In figure 135 when switch SW is closed, the electromagnet is energized and pulls the armature TOWARD the
core of the magnet. When this happens, the contacts on
the armature close the circuit and turn on the light.
When the switch is opened, the contacts open and the
light goes out.
The relay in figure 135 is a single-contact, single-acting
type. In addition to this type, the Navy uses many
multiple contact and multiple pole relays. Some are designed to open one circuit and at the same time close
another. Others close two and open one.
Relays used with Navy radio equipment are divided
into three classes-OPERATIVE, PROTECTIVE, and CONTROL-according to their USE. The wide variety of applications is responsible for the many modifications in the
basic design of the relay.
Practically all Navy equipment uses a RELAY CIRCUIT
to make-and-break the transmitter circuit in forming the
dits and dahs of a code message. The use of a KEYING
RELAY has two decided advantages-SAFETY, and CONVENIENCE of installation.
The potential used to energize the relay is Low, usually
less than 10 volts a.c. or d.c. While a potential of 110
volts is not dangerous IN MOST CASES, relay keying gives
assurance to the operator that he can touch any part of
the key safely and without receiving a painful shock.
The transmitter usually is located some distance from
the operator's desk. If a relay is not used, it is necessary
to run the HIGH-VOLTAGE lines a considerable distance to
reach the key. But when a relay is used, the high voltages are kept completely inside the transmitter cabinet
where they belong, and you avoid the task of installing a
The use of a relay requires additional equipment, but
the convenience of installation, and the safety achieved,
more than compensate for the additional expense. Seldom will you find a keying circuit that does not use a
relay. The keying relay is an example of the OPERATIVE
TYPE of relay.
A PROTECTIVE RELAY safeguards a piece of electrical
gear from damage that may be caused by excessive current drainage. Some relays are designed to break the
circuit INSTANTLY; others have TIME DELAY features that
will permit small overloads for short periods of time.

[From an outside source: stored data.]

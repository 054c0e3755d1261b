//! Token-window text chunking.
//!
//! Text is measured in language-model tokens. Chunks hold at most
//! `chunk_size` tokens and each chunk starts `chunk_size - chunk_overlap`
//! tokens after the previous one, so neighbours share exactly
//! `chunk_overlap` tokens and the windows cover the whole input.

use std::ops::Range;
use std::sync::Arc;

use super::RagError;

/// Converts text to and from token ids
pub trait Tokenizer: Send + Sync + std::fmt::Debug {
    fn encode(&self, text: &str) -> Vec<usize>;

    /// Text for any slice of an encoding. A slice that starts or ends inside
    /// a character still decodes to its whole characters.
    fn decode(&self, tokens: &[usize]) -> String;
}

/// OpenAI `cl100k_base` byte-pair encoding
pub struct TiktokenTokenizer {
    bpe: tiktoken_rs::CoreBPE,
}

impl TiktokenTokenizer {
    pub fn cl100k() -> Result<Self, RagError> {
        let bpe = tiktoken_rs::cl100k_base().map_err(|e| RagError::Tokenizer(e.to_string()))?;
        Ok(Self { bpe })
    }
}

impl std::fmt::Debug for TiktokenTokenizer {
    fn fmt(&self, f: &mut std::fmt::Formatter<'_>) -> std::fmt::Result {
        f.debug_struct("TiktokenTokenizer")
            .field("encoding", &"cl100k_base")
            .finish()
    }
}

impl Tokenizer for TiktokenTokenizer {
    fn encode(&self, text: &str) -> Vec<usize> {
        self.bpe
            .encode_ordinary(text)
            .into_iter()
            .map(|t| t as usize)
            .collect()
    }

    fn decode(&self, tokens: &[usize]) -> String {
        let ranks: Vec<tiktoken_rs::Rank> = tokens.iter().map(|&t| t as tiktoken_rs::Rank).collect();
        let bytes: Vec<u8> = self.bpe._decode_native_and_split(ranks).flatten().collect();
        let text = String::from_utf8_lossy(&bytes);

        // Window edges can cut a multi-byte character in half; only the
        // edges are lossy, the middle of the window decodes exactly.
        let trimmed = text.trim_matches(char::REPLACEMENT_CHARACTER);
        if trimmed.is_empty() {
            text.into_owned()
        } else {
            trimmed.to_string()
        }
    }
}

/// The token ranges covered by each chunk.
///
/// `step = size - overlap`; the last window ends exactly at `len`.
pub fn token_windows(len: usize, size: usize, overlap: usize) -> Vec<Range<usize>> {
    let mut windows = Vec::new();
    if len == 0 || size == 0 || overlap >= size {
        return windows;
    }

    let step = size - overlap;
    let mut start = 0;
    loop {
        let end = (start + size).min(len);
        windows.push(start..end);
        if end == len {
            break;
        }
        start += step;
    }
    windows
}

/// Splits documents into overlapping token windows
#[derive(Debug, Clone)]
pub struct TextChunker {
    chunk_size: usize,
    chunk_overlap: usize,
    tokenizer: Arc<dyn Tokenizer>,
}

impl TextChunker {
    pub fn new(
        chunk_size: usize,
        chunk_overlap: usize,
        tokenizer: Arc<dyn Tokenizer>,
    ) -> Result<Self, RagError> {
        if chunk_size == 0 || chunk_overlap >= chunk_size {
            return Err(RagError::InvalidChunking {
                size: chunk_size,
                overlap: chunk_overlap,
            });
        }

        Ok(Self {
            chunk_size,
            chunk_overlap,
            tokenizer,
        })
    }

    pub fn chunk_size(&self) -> usize {
        self.chunk_size
    }

    pub fn chunk_overlap(&self) -> usize {
        self.chunk_overlap
    }

    pub fn chunk(&self, text: &str) -> Vec<String> {
        let tokens = self.tokenizer.encode(text);

        token_windows(tokens.len(), self.chunk_size, self.chunk_overlap)
            .into_iter()
            .filter_map(|window| {
                let chunk = self.tokenizer.decode(&tokens[window.clone()]);
                if chunk.trim().is_empty() {
                    tracing::debug!("Skipping blank chunk at tokens {:?}", window);
                    return None;
                }
                Some(chunk)
            })
            .collect()
    }
}
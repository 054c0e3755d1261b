//! PDF text extraction utilities.
//!
//! Text is extracted page by page with lopdf. Documents whose pages all come
//! back empty get a second pass through the pdf-extract crate, which copes
//! better with unusual font encodings.
//!
//! Extraction is soft-failing: anything that is not a readable PDF yields
//! `None`, never an error.

use std::panic::{catch_unwind, AssertUnwindSafe};
use std::path::Path;

const PDF_SIGNATURE: &[u8] = b"%PDF-";

/// Extract text from a PDF file.
///
/// Each page contributes a leading space followed by at most
/// `max_page_chars` characters of its text. Returns `None` if the file
/// cannot be read or is not a valid PDF.
///
/// # Examples
///
/// ```ignore
/// if let Some(text) = extract_text(Path::new("paper.pdf"), 20_000) {
///     println!("Extracted {} characters", text.len());
/// }
/// ```
pub fn extract_text(path: &Path, max_page_chars: usize) -> Option<String> {
    let bytes = match std::fs::read(path) {
        Ok(bytes) => bytes,
        Err(e) => {
            tracing::debug!("Cannot read {}: {}", path.display(), e);
            return None;
        }
    };

    let text = extract_text_from_bytes(&bytes, max_page_chars);
    if text.is_none() {
        tracing::debug!("Not a readable PDF: {}", path.display());
    }
    text
}

/// Extract text from in-memory PDF bytes. See [`extract_text`].
pub fn extract_text_from_bytes(bytes: &[u8], max_page_chars: usize) -> Option<String> {
    if !bytes.starts_with(PDF_SIGNATURE) {
        return None;
    }

    let document = lopdf::Document::load_mem(bytes).ok()?;
    let pages = document.get_pages();
    if pages.is_empty() {
        return None;
    }

    let mut text = String::new();
    for page_number in pages.keys() {
        match document.extract_text(&[*page_number]) {
            Ok(page_text) => {
                text.push(' ');
                text.extend(page_text.chars().take(max_page_chars));
            }
            Err(e) => tracing::debug!("Skipping page {}: {}", page_number, e),
        }
    }

    if text.trim().is_empty() {
        if let Some(fallback) = extract_with_pdf_extract(bytes, max_page_chars) {
            return Some(fallback);
        }
    }

    Some(text)
}

/// Whole-document extraction through pdf-extract. The crate panics on some
/// malformed inputs, so panics are contained here.
fn extract_with_pdf_extract(bytes: &[u8], max_page_chars: usize) -> Option<String> {
    let result = catch_unwind(AssertUnwindSafe(|| pdf_extract::extract_text_from_mem(bytes)));

    match result {
        Ok(Ok(text)) if !text.trim().is_empty() => Some(
            // pdf-extract separates pages with form feeds
            text.split('\u{c}')
                .map(|page| format!(" {}", page.chars().take(max_page_chars).collect::<String>()))
                .collect(),
        ),
        Ok(Ok(_)) => None,
        Ok(Err(e)) => {
            tracing::debug!("pdf-extract failed: {}", e);
            None
        }
        Err(_) => {
            tracing::debug!("pdf-extract panicked");
            None
        }
    }
}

Still others are designed to DELAY the TURNING-ON of a
high voltage until a certain length of time has elapsed.
The DELAYED ACTION RELAY POSTPONES the CLOSING of a
circuit for a certain number of seconds after the operating button is punched. This type of relay is used in
starting the transmitters. One of its actions is to defer
the turning on of the high voltage until the filaments of
the tubes are hot. Its action is not dependent upon the
overloading of a circuit, as is true with the inverse-time-delay relay.
CONTROL RELAYS are used to START and STOP electric
motors. The heavy relay that actually applies the power
to the motor is the MAIN LINE CONTACTOR. The relays
Figure 136.-Sequence closing relays used with grid and plate circuits.
that control the main line contactors are usually SERIES or
SHUNT RELAYS. All of the relay units are referred to collectively as MAGNETIC CONTROLLERS.
SEQUENCE OF CLOSING RELAY SYSTEMS
Many circuits require that the voltages be turned on in
the proper order. The grid and plate circuits of a transmitter are examples of this. If the plate potential is
turned on before the grid voltage, the tube may be damaged by excessively high current. In figure 136, the
potential applied to the grid circuit closes the plate circuit.
If anything happens to make the bias voltage fail, the
plate circuit will open, preventing damage to the tube.
Without relays, remote control systems would not be
possible, and this in turn would greatly add to the task
of operating transmitters.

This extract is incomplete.